Diätetisch bedingtes Ödem
Das diätisch bedingte Ödem tritt z.B. durch eine zu extreme oder schnelle Aufnahme von Wasser auf. Oder, wenn zu viel Kochsalz aufgenommen, bzw., in seltenen Fällen, Lakritze gegessen wird (Lakritzödem). Die Therapie wird durch die Umstellung der Nahrungsaufnahme durchgeführt. Weitere Therapien durch z.B. ML/KPE sind nicht indiziert.

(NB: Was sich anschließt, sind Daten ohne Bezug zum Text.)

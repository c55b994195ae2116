use axum::http::header::{ALLOW, AUTHORIZATION, CONTENT_TYPE};
use axum::http::{Method, StatusCode, Uri};
use axum::middleware::{from_fn_with_state, map_response};
use axum::response::{IntoResponse, Response};
use axum::routing::{delete, get, patch, post};
use axum::Router;
use sqlx::SqlitePool;
use tower_http::cors::{Any, CorsLayer};
use tower_http::trace::TraceLayer;

use crate::auth::guard::{self, Guard};
use crate::auth::{permissions, AuthConfig, TokenVerifier};
use crate::errors::{AppError, AppResult};
use crate::routes::{drinks, health};

/// Application context shared by every handler.
#[derive(Debug, Clone)]
pub struct AppState {
    pub pool: SqlitePool,
    pub verifier: TokenVerifier,
}

impl AppState {
    pub fn new(pool: SqlitePool, verifier: TokenVerifier) -> Self {
        Self { pool, verifier }
    }

    pub fn from_env(pool: SqlitePool) -> AppResult<Self> {
        let config = AuthConfig::from_env()?;
        let verifier = TokenVerifier::from_config(config)?;
        Ok(Self::new(pool, verifier))
    }
}

pub fn create_app(state: AppState) -> Router {
    let cors = CorsLayer::new()
        .allow_methods([Method::GET, Method::POST, Method::PATCH, Method::DELETE, Method::OPTIONS])
        .allow_origin(Any)
        .allow_headers([CONTENT_TYPE, AUTHORIZATION]);

    // each protected route declares the permission it needs
    let post_drinks = Guard::new(&state, permissions::POST_DRINKS);
    let get_detail = Guard::new(&state, permissions::GET_DRINKS_DETAIL);
    let patch_drinks = Guard::new(&state, permissions::PATCH_DRINKS);
    let delete_drinks = Guard::new(&state, permissions::DELETE_DRINKS);

    Router::new()
        .route("/drinks", get(drinks::list_drinks))
        .route(
            "/drinks",
            post(drinks::create_drink).route_layer(from_fn_with_state(post_drinks, guard::enforce)),
        )
        .route(
            "/drinks-detail",
            get(drinks::list_drinks_detail).route_layer(from_fn_with_state(get_detail, guard::enforce)),
        )
        .route(
            "/drinks",
            patch(drinks::missing_id).route_layer(from_fn_with_state(patch_drinks.clone(), guard::enforce)),
        )
        .route(
            "/drinks",
            delete(drinks::missing_id).route_layer(from_fn_with_state(delete_drinks.clone(), guard::enforce)),
        )
        .route(
            "/drinks/:id",
            patch(drinks::update_drink).route_layer(from_fn_with_state(patch_drinks, guard::enforce)),
        )
        .route(
            "/drinks/:id",
            delete(drinks::delete_drink).route_layer(from_fn_with_state(delete_drinks, guard::enforce)),
        )
        .route("/api/health", get(health::health))
        .fallback(fallback)
        .with_state(state)
        .layer(map_response(method_not_allowed))
        .layer(cors)
        .layer(TraceLayer::new_for_http())
}

async fn fallback(uri: Uri) -> AppError {
    AppError::not_found(format!("no route for {}", uri.path()))
}

/// The router answers a known path with an unsupported method by an empty
/// 405; give it the error envelope and keep the `Allow` header.
async fn method_not_allowed(response: Response) -> Response {
    if response.status() != StatusCode::METHOD_NOT_ALLOWED {
        return response;
    }

    let allow = response.headers().get(ALLOW).cloned();
    let mut enveloped = AppError::MethodNotAllowed.into_response();
    if let Some(allow) = allow {
        enveloped.headers_mut().insert(ALLOW, allow);
    }
    enveloped
}
use coffee_shop::{app, db, docs};

#[tokio::main]
async fn main() -> anyhow::Result<()> {
    load_env();
    init_tracing();

    let pool = db::init().await?;
    let state = app::AppState::from_env(pool)?;
    tracing::info!(
        issuer = %state.verifier.config().issuer(),
        audience = %state.verifier.config().audience,
        "token verification configured"
    );

    let port = std::env::var("APP_PORT")
        .ok()
        .and_then(|value| value.parse::<u16>().ok())
        .unwrap_or(8000);

    let openapi = docs::build_openapi(port)?;
    let app = app::create_app(state).merge(docs::swagger_routes(openapi)?);

    let addr = std::net::SocketAddr::from(([0, 0, 0, 0], port));
    tracing::info!("listening on {}", addr);

    let listener = tokio::net::TcpListener::bind(addr).await?;
    axum::serve(listener, app.into_make_service()).await?;

    Ok(())
}

fn load_env() {
    if dotenvy::dotenv().is_ok() {
        return;
    }

    let crate_env = std::path::Path::new(env!("CARGO_MANIFEST_DIR")).join(".env");
    let _ = dotenvy::from_path(crate_env);
}

fn init_tracing() {
    use tracing_subscriber::layer::SubscriberExt;
    use tracing_subscriber::util::SubscriberInitExt;

    let fmt_layer = tracing_subscriber::fmt::layer()
        .with_target(false)
        .with_thread_ids(false)
        .with_thread_names(false);

    let filter_layer = tracing_subscriber::EnvFilter::try_from_default_env()
        .unwrap_or_else(|_| tracing_subscriber::EnvFilter::new("info"));

    tracing_subscriber::registry()
        .with(filter_layer)
        .with(fmt_layer)
        .init();
}
//! Per-route permission guard.
//!
//! Attached with `route_layer` next to the handler it protects, so every
//! protected route names its permission where it is declared. The guard runs
//! before the handler and before any storage access.

use axum::extract::{Request, State};
use axum::http::header::AUTHORIZATION;
use axum::middleware::Next;
use axum::response::Response;

use super::TokenVerifier;
use crate::app::AppState;
use crate::errors::AppError;

#[derive(Debug, Clone)]
pub struct Guard {
    verifier: TokenVerifier,
    permission: &'static str,
}

impl Guard {
    pub fn new(state: &AppState, permission: &'static str) -> Self {
        Self {
            verifier: state.verifier.clone(),
            permission,
        }
    }
}

/// Verify the bearer token, require the guard's permission and hand the
/// claims to the handler through request extensions.
pub async fn enforce(State(guard): State<Guard>, mut request: Request, next: Next) -> Result<Response, AppError> {
    let claims = match guard
        .verifier
        .authorize(request.headers().get(AUTHORIZATION), guard.permission)
        .await
    {
        Ok(claims) => claims,
        Err(err) => {
            tracing::debug!(
                permission = %guard.permission,
                method = %request.method(),
                path = %request.uri().path(),
                reason = %err,
                "access denied"
            );
            return Err(err.into());
        }
    };

    tracing::debug!(
        subject = %claims.subject(),
        permission = %guard.permission,
        expires_at = ?claims.expires_at(),
        "permission granted"
    );

    request.extensions_mut().insert(claims);
    Ok(next.run(request).await)
}
/// Largest absolute value in `samples`, 0.0 for an empty slice.
pub fn peak(samples: &[f64]) -> f64 {
    samples.iter().fold(0.0f64, |acc, v| acc.max(v.abs()))
}

/// Scales `samples` so the peak magnitude becomes exactly 1.0 and returns the
/// peak measured before scaling. An all-zero buffer is left untouched.
pub fn normalize(samples: &mut [f64]) -> f64 {
    let max_val = peak(samples);
    if max_val > 0.0 {
        for v in samples.iter_mut() {
            *v /= max_val;
        }
    }
    max_val
}

#[cfg(test)]
mod tests {
    use super::*;

    #[test]
    fn scales_to_unit_peak() {
        let mut buf = vec![0.25, -0.5, 0.1, 0.0];
        let before = normalize(&mut buf);
        assert_eq!(before, 0.5);
        assert_eq!(buf, vec![0.5, -1.0, 0.2, 0.0]);
        assert_eq!(peak(&buf), 1.0);
    }

    #[test]
    fn boosts_quiet_signals() {
        let mut buf: Vec<f64> = (0..512).map(|i| 0.003 * (i as f64 * 0.05).sin()).collect();
        normalize(&mut buf);
        assert_eq!(peak(&buf), 1.0);
    }

    #[test]
    fn all_zero_is_left_alone() {
        let mut buf = vec![0.0; 512];
        assert_eq!(normalize(&mut buf), 0.0);
        assert!(buf.iter().all(|&v| v == 0.0));
    }

    #[test]
    fn empty_buffer_is_fine() {
        let mut buf: Vec<f64> = Vec::new();
        assert_eq!(normalize(&mut buf), 0.0);
    }
}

Medikamentös bedingtes Ödem
Die Einnahme von Medikamenten wirkt sich immer auch auf das „Gesamtsystem Körper“ aus. Hierbei werden ungewollt auch mal Lymphödeme hervorgerufen, die manchmal als Nebenwirkung angesehen werden müssen. Z.B. können bestimmte Kortikoide, nichtsteroidale Antirheumatika, Östrogene, Antiöstrogene, Antikonzeptiva, Gestagene und Kalziumantagonisten oder Diuretika zu Ödemen führen. Die Basistherapie ist hier dann der Verzicht auf das Medikament, wenn möglich und/oder die Gabe von Diuretika.
Höhen Ödem
In Deutschland dürfte so ein Ödem nur bei denen auftreten, die sich sehr lange in großen Höhen von mind. 3000 Metern aufhalten (Gleitschirm- bzw. Segelflieger) und sich in keiner Druckkammer befinden. In anderen Ländern berichten Bergsteiger öfter von Höhen bedingten Ödemen. Aufgrund des niedrigen Luftdrucks entsteht ein reduzierter Gewebsdruck, was einen Sauerstoffmangel im Gewebe hervorruft. Dieser Mangel kann an Armen und Beinen, aber auch an der Lunge oder im Gehirn entstehen. Erste Anzeichen sind Kopfschmerzen und Erbrechen. Die Basistherapie ist eine sofortige Reduzierung der Höhe, um die Sauerstoffsättigung zu erhöhen.